- _WORK TASK_:
Repeat exactly the lines that run from the one containing "fn from(error: rusqlite::Error)" to the end of the data, and leave out all others.

- _DATA SUPPLIED_:
--- --- ---
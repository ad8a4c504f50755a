//! Sync error handling
//!
//! Provides typed errors for sync operations with descriptive messages
//! and status text the host can show to the user.

use std::io;
use std::path::PathBuf;
use std::time::Duration;
use thiserror::Error;

/// Errors that can occur while syncing
#[derive(Error, Debug)]
pub enum SyncError {
    /// Network or remote backend failure (transient, retried on the next tick)
    #[error("Remote backend error: {message}")]
    NetworkOrBackend { message: String },

    /// No remote backend configured; sync is disabled
    #[error("Cloud sync is not configured. Set remote_url and remote_api_key, or remote_db.")]
    NotConfigured,

    /// Session-scoped storage cannot be used
    #[error("Session storage unavailable: {details}")]
    StorageUnavailable { details: String },

    /// The identity provider refused another login link for now
    #[error("Too many login requests. Try again in {} seconds.", retry_after.as_secs())]
    LoginRateLimited { retry_after: Duration },

    /// An operation needs an identity but nobody is logged in
    #[error("Not logged in")]
    NotLoggedIn,

    /// Email address failed validation
    #[error("Invalid email address: '{email}'")]
    InvalidEmail { email: String },

    /// Local store could not be read or written
    #[error("Local store error at '{path}': {details}")]
    LocalStore { path: PathBuf, details: String },

    /// Payload (de)serialization failed
    #[error("Serialization error: {0}")]
    Serialization(#[from] serde_json::Error),
}

impl SyncError {
    /// Create a backend error from any displayable message
    pub fn backend(message: impl Into<String>) -> Self {
        SyncError::NetworkOrBackend {
            message: message.into(),
        }
    }

    /// Create a local store error from an I/O error with path context
    pub fn from_io(error: io::Error, path: PathBuf) -> Self {
        SyncError::LocalStore {
            path,
            details: error.to_string(),
        }
    }

    /// Check if this error is retried automatically on the next tick
    pub fn is_transient(&self) -> bool {
        matches!(self, SyncError::NetworkOrBackend { .. })
    }

    /// Passive status text for the host
    pub fn user_message(&self) -> String {
        match self {
            SyncError::NetworkOrBackend { .. } => {
                "Sync temporarily unavailable, will retry automatically.".to_string()
            }
            SyncError::NotConfigured => "Cloud sync is disabled (not configured).".to_string(),
            SyncError::NotLoggedIn => "Not logged in. Sign in again to resume sync.".to_string(),
            SyncError::StorageUnavailable { .. } => {
                "Session storage unavailable; automatic reload is disabled.".to_string()
            }
            SyncError::LoginRateLimited { retry_after } => format!(
                "Login link already sent. Please wait {} seconds before requesting another.",
                retry_after.as_secs()
            ),
            other => other.to_string(),
        }
    }
}

impl From<reqwest::Error> for SyncError {
    fn from(error: reqwest::Error) -> Self {
        SyncError::backend(error.to_string())
    }
}

impl From<rusqlite::Error> for SyncError {
    fn from(error: rusqlite::Error) -> Self {
        SyncError::backend(format!("database: {}", error))
    }
}

/// Result type for sync operations
pub type SyncResult<T> = Result<T, SyncError>;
--- --- ---
- _THE ANSWER_:
    fn from(error: rusqlite::Error) -> Self {
        SyncError::backend(format!("database: {}", error))
    }
}

/// Result type for sync operations
pub type SyncResult<T> = Result<T, SyncError>;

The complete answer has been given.